この記事は Information Retrieval and Web Search Advent Calendar 2020 の3日目の記事です。
AND クエリ
Brutus AND Caesar
というクエリを考える- 辞書から "Brutus" を探す
- そのポスティングリストを取得する
- 辞書から "Caesar" を探す
- そのポスティングリストを取得する
- 2つのポスティングリストを「マージ」する(文書集合の共通部分をとる)
- 辞書から "Brutus" を探す
- 2つのポスティングリストを同時に走査する
- 2つのポスティングリストのエントリの総数に線形の時間でできる
- リストの長さがそれぞれ
x
,y
なら、マージ処理はO(x+y)
回の操作で実行できる
- 重要:ポスティングリストは docID でソートされている!
- 2つのポスティングリストは以下のアルゴリズムでマージできる
ブーリアン検索モデル
- ブーリアン検索モデル (boolean retrieval model) で論理式のクエリ(ブーリアンクエリ)を実行できる
- ブーリアンクエリ (boolean query) はクエリのタームを
AND
,OR
,NOT
で接続したもの- 文書を単語の集合 (set of words) とみなす
- 条件にマッチするかしないかのどちらか
- 情報検索でもっともシンプルなモデル
- ブーリアンクエリ (boolean query) はクエリのタームを
- 今も使われている検索システムの多くはブーリアンである
- メール、macOS Spotlight など
- 例
Brutus AND NOT Caesar
Brutus OR NOT Caesar
(Brutus OR Caesar) AND NOT (Antony OR Cleopatra)
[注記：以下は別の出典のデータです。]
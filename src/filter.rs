//! Boolean selection of which certificates to extract.

/// Selection flags gating extraction, combined as role x position x
/// purpose. With every flag unset nothing is extracted.
#[derive(Debug, Clone, Copy, Default, PartialEq, Eq)]
pub struct FilterSelection {
    /// Shorthand that turns every other flag on. Expanded once at the
    /// start of a run, not a live alias.
    pub all: bool,
    pub author: bool,
    pub repository: bool,
    pub leaf: bool,
    pub intermediate: bool,
    pub root: bool,
    pub code_signing: bool,
    pub timestamping: bool,
}

impl FilterSelection {
    /// Apply the `all` expansion. The result is read-only for the rest of
    /// the run.
    pub fn expanded(mut self) -> Self {
        if self.all {
            self.author = true;
            self.repository = true;
            self.leaf = true;
            self.intermediate = true;
            self.root = true;
            self.code_signing = true;
            self.timestamping = true;
        }
        self
    }

    /// Every flag on, without going through the `all` shorthand.
    pub fn everything() -> Self {
        Self {
            all: false,
            author: true,
            repository: true,
            leaf: true,
            intermediate: true,
            root: true,
            code_signing: true,
            timestamping: true,
        }
    }
}

#[cfg(test)]
mod tests {
    use super::*;
    use pretty_assertions::assert_eq;

    #[test]
    fn all_expands_to_every_flag() {
        let expanded = FilterSelection {
            all: true,
            ..Default::default()
        }
        .expanded();
        let manual = FilterSelection {
            all: true,
            ..FilterSelection::everything()
        };
        assert_eq!(expanded, manual);
    }

    #[test]
    fn expansion_without_all_is_identity() {
        let filter = FilterSelection {
            repository: true,
            leaf: true,
            ..Default::default()
        };
        assert_eq!(filter.expanded(), filter);
    }
}
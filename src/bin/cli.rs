use std::path::PathBuf;
use std::process;

use clap::Parser;
use tracing_subscriber::EnvFilter;

use nupkg_certs::error::ExtractError;
use nupkg_certs::filter::FilterSelection;
use nupkg_certs::writer::CertificateFormat;
use nupkg_certs::ExtractOptions;

#[derive(Parser)]
#[command(
    name = "nupkg-certs",
    about = "Extract certificate files from signed NuGet packages",
    long_about = "Extract certificate files from signed NuGet packages.\n\n\
        Combine selection flags to filter in categories of certificates \
        contained in a package. With no selection flags, no certificates \
        are extracted.\n\n\
        Formats: cer is the binary DER encoding (extension .cer); pem is \
        the base64 PEM encoding of the same bytes (extension .pem).",
    version
)]
struct Cli {
    /// A file path for an input .nupkg
    #[arg(long)]
    file: PathBuf,

    /// A destination directory for writing extracted certificates
    #[arg(long)]
    output: PathBuf,

    /// The format to use for writing certificate files (cer, pem)
    #[arg(long, default_value = "cer")]
    format: String,

    /// Extract all certificates
    #[arg(long)]
    all: bool,

    /// Extract certificates used in the author signature
    #[arg(long)]
    author: bool,

    /// Extract certificates used in the repository signature
    #[arg(long)]
    repository: bool,

    /// Extract leaf certificates
    #[arg(long)]
    leaf: bool,

    /// Extract intermediate certificates
    #[arg(long)]
    intermediate: bool,

    /// Extract root certificates
    #[arg(long)]
    root: bool,

    /// Extract certificates used in code sign signatures
    #[arg(long)]
    code_signing: bool,

    /// Extract certificates used in timestamp signatures
    #[arg(long)]
    timestamping: bool,

    /// The minimum log level to display (error, warn, info, debug, trace)
    #[arg(long, value_name = "level", default_value = "info")]
    log_level: String,
}

fn main() {
    let cli = Cli::parse();
    init_tracing(&cli.log_level);

    let format = CertificateFormat::from_str_lenient(&cli.format).unwrap_or_else(|| {
        eprintln!("Warning: unknown format '{}', using cer", cli.format);
        CertificateFormat::Cer
    });

    let options = ExtractOptions {
        format,
        filter: FilterSelection {
            all: cli.all,
            author: cli.author,
            repository: cli.repository,
            leaf: cli.leaf,
            intermediate: cli.intermediate,
            root: cli.root,
            code_signing: cli.code_signing,
            timestamping: cli.timestamping,
        },
    };

    match nupkg_certs::extract(&cli.file, &cli.output, &options) {
        Ok(_) => process::exit(0),
        Err(err) => {
            // The unsigned case is already reported as a warning by the
            // extraction itself.
            if !matches!(err, ExtractError::NotSigned) {
                eprintln!("Error: {err}");
            }
            process::exit(err.exit_code());
        }
    }
}

fn init_tracing(level: &str) {
    let filter = EnvFilter::try_new(level).unwrap_or_else(|_| {
        eprintln!("Warning: unknown log level '{level}', using info");
        EnvFilter::new("info")
    });
    tracing_subscriber::fmt()
        .with_env_filter(filter)
        .with_writer(std::io::stderr)
        .init();
}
- これらは線形時間で実行できるだろうか?さらに高速に処理するためには?
クエリ最適化
n
タームをつないだAND
クエリを考える- 例:クエリ
Brutus AND Calpurnia AND Caesar
- Q: 複数のポスティングリストをどの順番でクエリ処理するとよいだろうか?
- A: 数が少ないものから順番に処理する
- 小さい集合から始めて、それをさらに少なくしていく
- このためにターム辞書には文書頻度(そのタームを含んでいる文書数)を保存しておく
(Calpurnia AND Brutus) AND Caesar
というふうにクエリを実行する
- さらなる最適化
(madding OR crowd) AND (ignoble OR strife)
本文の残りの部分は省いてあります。